Tuesday, September 3, 2013

Geo 365: Sept. 3, Day 246: An Odd Boulder

At first glance, no big deal. Looking more carefully though, there are some odd things about this (and if memory serves, a number of others nearby) boulder. First, this is sitting on top of an enormous pile of pumice (we're still at the Pumice Desert here). There's no way I can conceive of this rolling into place by some mass-wasting event. The only way I can see it getting to its current location (short of being put here by people, which seems unlikely) is being lobbed during the late stages of the Mazama eruption.
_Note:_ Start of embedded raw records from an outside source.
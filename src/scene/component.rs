//! Mountable scene components and the per-frame context they tick with.

use glam::{Mat4, Vec3};

use super::engine::{publish, NodeDesc, NodeId, SceneEngine};
use super::Transform;
use crate::error::SceneError;
use crate::input::{PointerEvent, PointerState};
use crate::interaction::TooltipOverlay;
use crate::util::frame_timing::FrameClock;

/// State handed to components on every tick.
pub struct FrameContext<'a> {
    /// Engine to publish transforms and node changes to.
    pub engine: &'a mut dyn SceneEngine,
    /// Canvas-wide pointer as of this frame.
    pub pointer: PointerState,
    parent_world: Mat4,
}

impl<'a> FrameContext<'a> {
    /// Context for a root-level tick.
    pub fn new(engine: &'a mut dyn SceneEngine, pointer: PointerState) -> Self {
        Self {
            engine,
            pointer,
            parent_world: Mat4::IDENTITY,
        }
    }

    /// World matrix of the node currently being ticked's parent.
    #[must_use]
    pub fn parent_world(&self) -> Mat4 {
        self.parent_world
    }

    /// World position of a point given in the current parent's space.
    #[must_use]
    pub fn world_position(&self, local: Vec3) -> Vec3 {
        self.parent_world.transform_point3(local)
    }

    /// Run `f` with `local` pushed onto the parent chain.
    pub fn nested<R>(
        &mut self,
        local: Mat4,
        f: impl FnOnce(&mut Self) -> R,
    ) -> R {
        let saved = self.parent_world;
        self.parent_world = saved * local;
        let out = f(self);
        self.parent_world = saved;
        out
    }
}

/// A piece of the scene with its own nodes and per-frame behaviour.
///
/// Mounting attaches nodes, ticking updates them, unmounting detaches
/// them and releases any shared state (cursor requests) the component
/// holds. Pointer events only record state; engine-visible reactions
/// happen on the next tick.
pub trait Component {
    /// Short name for logs.
    fn name(&self) -> &'static str;

    /// Attach nodes under `parent`.
    fn mount(
        &mut self,
        engine: &mut dyn SceneEngine,
        parent: Option<NodeId>,
    ) -> Result<(), SceneError>;

    /// Advance one frame. Must not block.
    fn tick(&mut self, clock: FrameClock, ctx: &mut FrameContext<'_>);

    /// React to a pointer event routed to this subtree.
    fn pointer(&mut self, _event: PointerEvent) {}

    /// Append screen-space overlays to draw this frame.
    fn overlays(&self, _out: &mut Vec<TooltipOverlay>) {}

    /// Detach nodes and release held resources.
    fn unmount(&mut self, engine: &mut dyn SceneEngine);
}

/// Transform group node owned by a wrapper component.
///
/// Until mounted, every engine call is a no-op so ticks before the node
/// exists are harmless.
#[derive(Debug, Clone)]
pub struct Group {
    label: &'static str,
    node: Option<NodeId>,
    /// Local transform published on [`sync`](Self::sync).
    pub transform: Transform,
}

impl Group {
    /// Unmounted group with an initial transform.
    #[must_use]
    pub fn new(label: &'static str, transform: Transform) -> Self {
        Self {
            label,
            node: None,
            transform,
        }
    }

    /// Engine node, once mounted.
    #[must_use]
    pub fn node(&self) -> Option<NodeId> {
        self.node
    }

    /// Attach the group node under `parent`.
    pub fn mount(
        &mut self,
        engine: &mut dyn SceneEngine,
        parent: Option<NodeId>,
    ) -> NodeId {
        let id = engine.attach(
            NodeDesc::group(self.label)
                .with_parent(parent)
                .with_transform(self.transform),
        );
        self.node = Some(id);
        id
    }

    /// Publish the current transform.
    pub fn sync(&self, engine: &mut dyn SceneEngine) {
        publish(engine, self.node, &self.transform);
    }

    /// Detach the group node.
    pub fn unmount(&mut self, engine: &mut dyn SceneEngine) {
        if let Some(id) = self.node.take() {
            engine.detach(id);
        }
    }
}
We're a number of miles from the caldera here, and the boulder, while vesicular, is not pumice- this would have had to have been a heck of a blast.

The second oddity is the compositional banding. You can see some darker, apparently more mafic, bands between lighter, apparently more felsic, bands. The catastrophic Mazma eruption is thought to be the result of a basaltic addition at the bottom of a mostly felsic magma chamber. Is this boulder a result of the following mixing and overturn event? I can't say with any degree of confidence. I guess the way to put it is that it seems to me to be a reasonable speculation, but I have a lot of difficulty coming up with a mechanism that would put this boulder on top of pumice eruptions, from lower in the magma chamber, onto a plain roughly five miles from the caldera's edge. Lens cap is 52 mm in diameter.

Photo unmodified. August 18, 2011. FlashEarth location.